● **Given entries**
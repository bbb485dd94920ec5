//! File-based Document Store Adapter
//!
//! Stores the whole dataset as a single pretty-printed JSON file. The file
//! path is the storage key.

use async_trait::async_trait;
use std::io::ErrorKind;
use std::path::{Path, PathBuf};
use tokio::fs;
use tracing::{debug, info, warn};

use crate::domain::store::{bootstrap_document, Document, NormalizationReport};
use crate::ports::{DocumentStore, StorageError};

/// File-based storage for the campus document.
#[derive(Debug, Clone)]
pub struct FileDocumentStore {
    path: PathBuf,
}

impl FileDocumentStore {
    /// Create a store backed by the JSON file at `path`.
    ///
    /// # Example
    /// ```ignore
    /// let store = FileDocumentStore::new("./data/campus_life_data.json");
    /// ```
    pub fn new<P: AsRef<Path>>(path: P) -> Self {
        Self {
            path: path.as_ref().to_path_buf(),
        }
    }

    pub fn path(&self) -> &Path {
        &self.path
    }

    fn key(&self) -> String {
        self.path.display().to_string()
    }

    /// Sibling file written first and renamed over the target.
    fn temp_path(&self) -> PathBuf {
        let mut name = self
            .path
            .file_name()
            .map(|n| n.to_os_string())
            .unwrap_or_default();
        name.push(".tmp");
        self.path.with_file_name(name)
    }

    /// Ensure the parent directory exists
    async fn ensure_parent(&self) -> Result<(), StorageError> {
        match self.path.parent() {
            Some(dir) if !dir.as_os_str().is_empty() => {
                fs::create_dir_all(dir)
                    .await
                    .map_err(|e| StorageError::WriteFailed {
                        key: self.key(),
                        reason: e.to_string(),
                    })
            }
            _ => Ok(()),
        }
    }

    async fn write(&self, document: &Document) -> Result<(), StorageError> {
        let json = serde_json::to_string_pretty(document)
            .map_err(|e| StorageError::SerializationFailed(e.to_string()))?;

        self.ensure_parent().await?;

        let temp = self.temp_path();
        let write_failed = |e: std::io::Error| StorageError::WriteFailed {
            key: self.key(),
            reason: e.to_string(),
        };

        fs::write(&temp, json).await.map_err(write_failed)?;
        if let Err(e) = fs::rename(&temp, &self.path).await {
            let _ = fs::remove_file(&temp).await;
            return Err(write_failed(e));
        }

        debug!(path = %self.path.display(), "Document written");
        Ok(())
    }
}

fn log_report(report: &NormalizationReport) {
    for warning in &report.warnings {
        warn!(warning = %warning, "Document normalization");
    }
    if !report.is_clean() {
        info!(
            resolved_roles = report.resolved_roles,
            migrated_pins = report.migrated_pins,
            dropped_pins = report.dropped_pins,
            duplicate_memberships = report.duplicate_memberships,
            duplicate_registrations = report.duplicate_registrations,
            "Document normalized"
        );
    }
}

#[async_trait]
impl DocumentStore for FileDocumentStore {
    async fn load(&self) -> Result<Document, StorageError> {
        let raw = match fs::read_to_string(&self.path).await {
            Ok(raw) => raw,
            Err(e) if e.kind() == ErrorKind::NotFound => {
                info!(path = %self.path.display(), "No stored document, writing bootstrap seed");
                return self.save(bootstrap_document()).await;
            }
            Err(e) => {
                warn!(path = %self.path.display(), error = %e, "Stored document unreadable, using seed");
                return Ok(bootstrap_document());
            }
        };

        match serde_json::from_str::<Document>(&raw) {
            Ok(mut document) => {
                log_report(&document.normalize());
                Ok(document)
            }
            Err(e) => {
                warn!(path = %self.path.display(), error = %e, "Stored document corrupt, using seed");
                Ok(bootstrap_document())
            }
        }
    }

    async fn save(&self, mut document: Document) -> Result<Document, StorageError> {
        log_report(&document.normalize());
        self.write(&document).await?;
        Ok(document)
    }

    async fn clear(&self) -> Result<(), StorageError> {
        match fs::remove_file(&self.path).await {
            Ok(()) => {
                info!(path = %self.path.display(), "Stored document removed");
                Ok(())
            }
            Err(e) if e.kind() == ErrorKind::NotFound => Ok(()),
            Err(e) => Err(StorageError::ClearFailed {
                key: self.key(),
                reason: e.to_string(),
            }),
        }
    }
}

● **Exercise brief**
The complete material above is to be retyped word for word.

● **Solution**
repository bbb485dd94920ec5
//! File-based Document Store Adapter
//!
//! Stores the whole dataset as a single pretty-printed JSON file. The file
//! path is the storage key.

use async_trait::async_trait;
use std::io::ErrorKind;
use std::path::{Path, PathBuf};
use tokio::fs;
use tracing::{debug, info, warn};

use crate::domain::store::{bootstrap_document, Document, NormalizationReport};
use crate::ports::{DocumentStore, StorageError};

/// File-based storage for the campus document.
#[derive(Debug, Clone)]
pub struct FileDocumentStore {
    path: PathBuf,
}

impl FileDocumentStore {
    /// Create a store backed by the JSON file at `path`.
    ///
    /// # Example
    /// ```ignore
    /// let store = FileDocumentStore::new("./data/campus_life_data.json");
    /// ```
    pub fn new<P: AsRef<Path>>(path: P) -> Self {
        Self {
            path: path.as_ref().to_path_buf(),
        }
    }

    pub fn path(&self) -> &Path {
        &self.path
    }

    fn key(&self) -> String {
        self.path.display().to_string()
    }

    /// Sibling file written first and renamed over the target.
    fn temp_path(&self) -> PathBuf {
        let mut name = self
            .path
            .file_name()
            .map(|n| n.to_os_string())
            .unwrap_or_default();
        name.push(".tmp");
        self.path.with_file_name(name)
    }

    /// Ensure the parent directory exists
    async fn ensure_parent(&self) -> Result<(), StorageError> {
        match self.path.parent() {
            Some(dir) if !dir.as_os_str().is_empty() => {
                fs::create_dir_all(dir)
                    .await
                    .map_err(|e| StorageError::WriteFailed {
                        key: self.key(),
                        reason: e.to_string(),
                    })
            }
            _ => Ok(()),
        }
    }

    async fn write(&self, document: &Document) -> Result<(), StorageError> {
        let json = serde_json::to_string_pretty(document)
            .map_err(|e| StorageError::SerializationFailed(e.to_string()))?;

        self.ensure_parent().await?;

        let temp = self.temp_path();
        let write_failed = |e: std::io::Error| StorageError::WriteFailed {
            key: self.key(),
            reason: e.to_string(),
        };

        fs::write(&temp, json).await.map_err(write_failed)?;
        if let Err(e) = fs::rename(&temp, &self.path).await {
            let _ = fs::remove_file(&temp).await;
            return Err(write_failed(e));
        }

        debug!(path = %self.path.display(), "Document written");
        Ok(())
    }
}

fn log_report(report: &NormalizationReport) {
    for warning in &report.warnings {
        warn!(warning = %warning, "Document normalization");
    }
    if !report.is_clean() {
        info!(
            resolved_roles = report.resolved_roles,
            migrated_pins = report.migrated_pins,
            dropped_pins = report.dropped_pins,
            duplicate_memberships = report.duplicate_memberships,
            duplicate_registrations = report.duplicate_registrations,
            "Document normalized"
        );
    }
}

#[async_trait]
impl DocumentStore for FileDocumentStore {
    async fn load(&self) -> Result<Document, StorageError> {
        let raw = match fs::read_to_string(&self.path).await {
            Ok(raw) => raw,
            Err(e) if e.kind() == ErrorKind::NotFound => {
                info!(path = %self.path.display(), "No stored document, writing bootstrap seed");
                return self.save(bootstrap_document()).await;
            }
            Err(e) => {
                warn!(path = %self.path.display(), error = %e, "Stored document unreadable, using seed");
                return Ok(bootstrap_document());
            }
        };

        match serde_json::from_str::<Document>(&raw) {
            Ok(mut document) => {
                log_report(&document.normalize());
                Ok(document)
            }
            Err(e) => {
                warn!(path = %self.path.display(), error = %e, "Stored document corrupt, using seed");
                Ok(bootstrap_document())
            }
        }
    }

    async fn save(&self, mut document: Document) -> Result<Document, StorageError> {
        log_report(&document.normalize());
        self.write(&document).await?;
        Ok(document)
    }

    async fn clear(&self) -> Result<(), StorageError> {
        match fs::remove_file(&self.path).await {
            Ok(()) => {
                info!(path = %self.path.display(), "Stored document removed");
                Ok(())
            }
            Err(e) if e.kind() == ErrorKind::NotFound => Ok(()),
            Err(e) => Err(StorageError::ClearFailed {
                key: self.key(),
                reason: e.to_string(),
            }),
        }
    }
}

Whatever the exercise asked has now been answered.